Get the lowest rate for your Hotel in Tuscany through Booking.com

Get the best deal direct from the owners on TuscanyAccommodation.com

Book your unique Tuscan Experience

Book your Tour

Book your Tickets ahead & Skip the line!

Buy Museum Tickets

Sorano, one of the cities of Tuff

A Town Carved of Rock in the southern reaches of Tuscany

Though not totally unique in Italy, this town is definitely one of a kind when you talk about Tuscany! Using nature’s bounty, the town of Sorano is literally carved out rock, creating an intriguing combination of towers, vias and viales, alcoves and cantinas to explore that will give you an new perspective of life in the small towns in Tuscany.

Sorano: Città del Tufo in the Maremma, southern Tuscany

While touring the countryside just south of the Montecucco Maremma and Bagno San Filippo, you will come upon an area nicknamed “The Cities of Tufo”, after a type of rock (tuff) made of volcanic ash which escaped from vents during an eruption. Over hundreds of thousands of years, the ash is then compacted into solid rock. It is fairly soft and easily utilized for construction. Perhaps the most commonly known pieces are the statues on Easter Island or a little closer to home would be the southern Tuscan towns of Pitigliano, Sovana and Sorano.

It is speculated that Sorano was probably first inhabited by the Villanovan people, the earliest known Iron Age culture followed by the Etruscan civilization. We then lose track of the town until the Aldobrandeschi family in the mid 800’s, when they reigned as one the most powerful feudatories of southern Tuscany for more than four centuries. Briefly you can see that the town changed hands frequently in large part to its strategic position: it was part of the Republic of Siena in 1417; became fully independent in 1556; annexed to the Duchy of Tuscany and final became part of the Kingdom of Italy in 1860.
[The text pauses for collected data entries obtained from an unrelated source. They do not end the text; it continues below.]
//! Built-in component for pending values.

use crate::component::ComponentFn;
use crate::node::Node;
use crate::props::{PropValue, Props};

/// Component for the descriptor the renderer synthesizes around a pending
/// value (`<await src=...>`).
///
/// Renders the value once `src` is resolved. Until then it renders the
/// `placeholder` prop, or an empty placeholder comment. Without a `src` the
/// children are rendered as they are.
pub fn await_component() -> ComponentFn {
    ComponentFn::new("await", |_, props, children| match props.get("src") {
        Some(PropValue::Pending(pending)) => pending.value().unwrap_or_else(|| placeholder(props)),
        Some(PropValue::Node(node)) => (**node).clone(),
        Some(value) => match value.to_attribute_value() {
            Some(text) => Node::Text(text),
            None => Node::List(children.to_vec()),
        },
        None => Node::List(children.to_vec()),
    })
}

fn placeholder(props: &Props) -> Node {
    match props.get("placeholder") {
        Some(PropValue::Node(node)) => (**node).clone(),
        Some(PropValue::Str(text)) => Node::Text(text.clone()),
        _ => Node::Null,
    }
}
//! Lifecycle events and element handlers.
//!
//! Two separate mechanisms live here:
//! - *listeners* observe lifecycle events (`mount`, `destroy`) dispatched by
//!   the document while nodes are attached to or removed from the live tree;
//! - *handlers* are `on<event>` properties stored on an element, invoked by
//!   whoever owns the event (for example the hyperscript builder's `onload`).

use crate::{Document, NodeKey};
use std::fmt;
use std::rc::Rc;

/// Lifecycle event kinds dispatched by [`Document::mount`] and [`Document::unmount`].
#[derive(Clone, Copy, Debug, PartialEq, Eq, Hash)]
pub enum DomEvent {
    Mount,
    Destroy,
}

impl DomEvent {
    pub fn name(self) -> &'static str {
        match self {
            DomEvent::Mount => "mount",
            DomEvent::Destroy => "destroy",
        }
    }
}

impl fmt::Display for DomEvent {
    fn fmt(&self, f: &mut fmt::Formatter<'_>) -> fmt::Result {
        f.write_str(self.name())
    }
}

/// Element event handler (`onload`, `onclick`, ...).
pub type EventHandler = Rc<dyn Fn(&mut Document, NodeKey)>;

/// Lifecycle listener registered on a node.
///
/// `Once` listeners are dropped after their first invocation; `Persistent`
/// listeners stay registered until the node is removed.
pub enum Listener {
    Once(Box<dyn FnOnce(&mut Document, NodeKey)>),
    Persistent(Box<dyn FnMut(&mut Document, NodeKey)>),
}

impl Listener {
    pub fn once(f: impl FnOnce(&mut Document, NodeKey) + 'static) -> Self {
        Listener::Once(Box::new(f))
    }

    pub fn persistent(f: impl FnMut(&mut Document, NodeKey) + 'static) -> Self {
        Listener::Persistent(Box::new(f))
    }
}

impl fmt::Debug for Listener {
    fn fmt(&self, f: &mut fmt::Formatter<'_>) -> fmt::Result {
        match self {
            Listener::Once(_) => f.write_str("Listener::Once(..)"),
            Listener::Persistent(_) => f.write_str("Listener::Persistent(..)"),
        }
    }
}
Sorano in southern Tuscany and the Maremma

Places to See:

The town will enchant with its winding - some would say torturous - small streets, alleys and roads, the yellowish gray stone and suggestive architecture which spans several generations of builders. My suggestions is to park up next to the fortress (the parking is free) and walk through the fortress, cross the main street and then into the town. Follow the path all the way up to the Massa and then back down another street to get the full impresssion.

City Walls

The two main gateways - or city doors are Porta di Sopra (the Arch of Ferrini) and Porto dei Merli (also known as the Porta di Sotto), are quite spectacular. The first is located at the foot of the Orsini Fortress and leads into the historic core of Sorano, characterised by stone cut walls, and narrow roads. The second door is located close to Masso Leopoldino and is distinguished by the coat of arms and if you look carefully you will still see the signs of the drawbridge hinges.

Sorano, in the City of Tufo, in the Maremma, Tuscany

Orsini Fortress and The Mediaeval & Renaissance Museum

Orsini Fortress, one of the most impressive fortified structures by the Aldobrandeschi family and later expanded by the Orsini Counts (nobles emerging from Rome with property in the area of southern Tuscany in the Renaissance period).

It has two massive angular bastions, connected by a line of walls with the main gate, which is surmounted by a noteworthy coat of arms and by a square tower. In the interior of the walls are remains of the ancient nucleus, with a round tower and the drawbridge, now disappeared.

The fortress also hosts the Museum of the Middle Ages and the Renaissance which features numerous pottery pieces from the "Butti" (medieval wells) of Sorano, and the neighboring town of Sovana and Castell'Ottieri, just a little over 10 km away. You can walk along the fortress walls or tour the piazza, great views are available everywhere.

Chiesa della Collegiata (dedicated to San Nicola di Bari)

The Collegiate of St. Nicholas from the medieval period (initially in Romanesque style, of which we find traces only in the back of the church), is in the center of the town. A quick walk inside will highlight a baptismal font in travertine dating back to 1563, a stone “ciborium” (a canopy built over the main altar) from the end of the 1400’s, and a few noteworthy paintings ranging from the late Middle Ages to the XIX century.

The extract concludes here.